Dataset distillation aims to reduce the time and memory requirement of training deep networks on large datasets by synthesizing a small number of synthetic images that can provide a similar generalization performance to that of the full data. Despite the recent efforts, existing dataset distillation methods suffer from a significant performance gap compared to training on the original data. In this work, we argue that distilling the entire data into one synthetic subset cannot achieve a superior generalization performance. This is because the training dynamics of deep networks drastically change during the training. Hence, multiple synthetic subsets are required to capture the training dynamics at different phases of training. To improve the distillation performance, we propose progressive dataset distillation (PDD), which synthesizes multiple small sets of synthetic images conditioned on the previous ones and trains the model on the union of the subsets generated so far. Our extensive experiments show that PDD can effectively improve the performance of existing dataset distillation methods by up to 4.3%. In addition, our method for the first time enable generating considerably larger synthetic datasets.

Framework

Installation

This code is tested with Python 3.9.7, PyTorch 1.11 and CUDA 11.3. The commands to install the packages is

pip install torch==1.11.0+cu113 torchvision==0.12.0+cu113 torchaudio==0.11.0 --extra-index-url https://download.pytorch.org/whl/cu113
pip install -r requirements.txt

Experiments

Experiments with MTT

Pre-trained weights and distilled images (PDD+MTT)

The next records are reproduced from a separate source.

use std::borrow::Cow;
use std::path::Path;

use tokio::io::{AsyncRead, AsyncReadExt, AsyncWrite, AsyncWriteExt};

use crate::{DEFAULT_CHUNK_SIZE, TransferError};

// ---------------------------------------------------------------------------
// ChunkReader
// ---------------------------------------------------------------------------

/// Reads a file in bounded chunks, reusing one buffer for the whole file.
pub struct ChunkReader {
    file: tokio::fs::File,
    buf: Vec<u8>,
    offset: u64,
}

impl ChunkReader {
    /// Opens `path` for chunked reading.
    ///
    /// If `chunk_size` is 0, [`DEFAULT_CHUNK_SIZE`] (64 KiB) is used.
    pub async fn open(path: &Path, chunk_size: usize) -> Result<Self, TransferError> {
        let file = tokio::fs::File::open(path).await?;
        let chunk_size = if chunk_size == 0 {
            DEFAULT_CHUNK_SIZE
        } else {
            chunk_size
        };
        Ok(Self {
            file,
            buf: vec![0u8; chunk_size],
            offset: 0,
        })
    }

    /// Reads the next chunk. Returns `None` at end-of-data.
    pub async fn next_chunk(&mut self) -> Result<Option<&[u8]>, TransferError> {
        let n = read_some(&mut self.file, &mut self.buf).await?;
        if n == 0 {
            return Ok(None);
        }
        self.offset += n as u64;
        Ok(Some(&self.buf[..n]))
    }

    /// Bytes read so far.
    pub fn offset(&self) -> u64 {
        self.offset
    }

    /// Configured chunk size.
    pub fn chunk_size(&self) -> usize {
        self.buf.len()
    }
}

async fn read_some<R: AsyncRead + Unpin>(reader: &mut R, buf: &mut [u8]) -> std::io::Result<usize> {
    loop {
        match reader.read(buf).await {
            Err(e) if e.kind() == std::io::ErrorKind::Interrupted => continue,
            other => return other,
        }
    }
}

// ---------------------------------------------------------------------------
// Transforms
// ---------------------------------------------------------------------------

/// A per-chunk byte transformation inserted between reader and sink.
pub trait ChunkTransform {
    /// Transforms one chunk. May return an empty buffer when the transform
    /// is still accumulating input.
    fn apply<'a>(&mut self, chunk: &'a [u8]) -> Result<Cow<'a, [u8]>, TransferError>;

    /// Emits whatever the transform still holds once the source is drained.
    fn finish(&mut self) -> Result<Vec<u8>, TransferError> {
        Ok(Vec::new())
    }
}

/// Passes chunks through untouched.
#[derive(Debug, Default, Clone, Copy)]
pub struct Identity;

impl ChunkTransform for Identity {
    fn apply<'a>(&mut self, chunk: &'a [u8]) -> Result<Cow<'a, [u8]>, TransferError> {
        Ok(Cow::Borrowed(chunk))
    }
}

// ---------------------------------------------------------------------------
// Sinks
// ---------------------------------------------------------------------------

/// Destination of a chunk stream.
#[allow(async_fn_in_trait)]
pub trait ChunkSink {
    /// Accepts one chunk. Chunks arrive in source order.
    async fn accept(&mut self, chunk: &[u8]) -> Result<(), TransferError>;

    /// Called once after the last chunk; the transfer completes only after
    /// this returns.
    async fn finish(&mut self) -> Result<(), TransferError>;
}

/// Forwards chunks to any async writer (console, in-memory buffer).
pub struct WriterSink<'w, W> {
    writer: &'w mut W,
}

impl<'w, W: AsyncWrite + Unpin> WriterSink<'w, W> {
    pub fn new(writer: &'w mut W) -> Self {
        Self { writer }
    }
}

impl<W: AsyncWrite + Unpin> ChunkSink for WriterSink<'_, W> {
    async fn accept(&mut self, chunk: &[u8]) -> Result<(), TransferError> {
        self.writer.write_all(chunk).await?;
        Ok(())
    }

    async fn finish(&mut self) -> Result<(), TransferError> {
        self.writer.flush().await?;
        Ok(())
    }
}

/// Writes chunks to a newly created file.
pub struct FileSink {
    file: tokio::fs::File,
}

impl FileSink {
    /// Creates `path` exclusively; fails with `AlreadyExists` rather than
    /// truncating an existing file.
    pub async fn create_new(path: &Path) -> Result<Self, TransferError> {
        let file = tokio::fs::OpenOptions::new()
            .write(true)
            .create_new(true)
            .open(path)
            .await?;
        Ok(Self { file })
    }
}

impl ChunkSink for FileSink {
    async fn accept(&mut self, chunk: &[u8]) -> Result<(), TransferError> {
        self.file.write_all(chunk).await?;
        Ok(())
    }

    async fn finish(&mut self) -> Result<(), TransferError> {
        self.file.flush().await?;
        self.file.sync_all().await?;
        Ok(())
    }
}

// ---------------------------------------------------------------------------
// Pump
// ---------------------------------------------------------------------------

/// Drains `reader` through `transform` into `sink`.
///
/// Chunk *n* reaches the sink only after chunk *n-1* was accepted. Any
/// error aborts the transfer; output already written is left in place.
/// Returns the number of source bytes consumed.
pub async fn pipe<T, S>(
    reader: &mut ChunkReader,
    transform: &mut T,
    sink: &mut S,
) -> Result<u64, TransferError>
where
    T: ChunkTransform,
    S: ChunkSink,
{
    while let Some(chunk) = reader.next_chunk().await? {
        let out = transform.apply(chunk)?;
        if !out.is_empty() {
            sink.accept(&out).await?;
        }
    }

    let tail = transform.finish()?;
    if !tail.is_empty() {
        sink.accept(&tail).await?;
    }
    sink.finish().await?;

    Ok(reader.offset())
}

/// Streams the content of `source` into `writer` unchanged.
pub async fn stream_to<W>(source: &Path, writer: &mut W, chunk_size: usize) -> Result<u64, TransferError>
where
    W: AsyncWrite + Unpin,
{
    let mut reader = ChunkReader::open(source, chunk_size).await?;
    let mut sink = WriterSink::new(writer);
    pipe(&mut reader, &mut Identity, &mut sink).await
}

/// Copies `source` to the new file `dest`.
///
/// The source is opened before the destination is created, so a missing
/// source never leaves an empty destination behind.
pub async fn copy_file(source: &Path, dest: &Path, chunk_size: usize) -> Result<u64, TransferError> {
    let mut reader = ChunkReader::open(source, chunk_size).await?;
    let mut sink = FileSink::create_new(dest).await?;
    let copied = pipe(&mut reader, &mut Identity, &mut sink).await?;
    tracing::debug!(src = %source.display(), dst = %dest.display(), bytes = copied, "copied file");
    Ok(copied)
}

The buffers can be found in this link.

The distilled images can be found in this link.

Commands (PDD+MTT)

The first step is to create the buffers that hold the trajectories.

python buffer_mtt.py --dataset=CIFAR10 --model=ConvNet --train_epochs=50 --num_experts=100 --zca --data_path=data

For other datasets, please replace the string after --dataset=.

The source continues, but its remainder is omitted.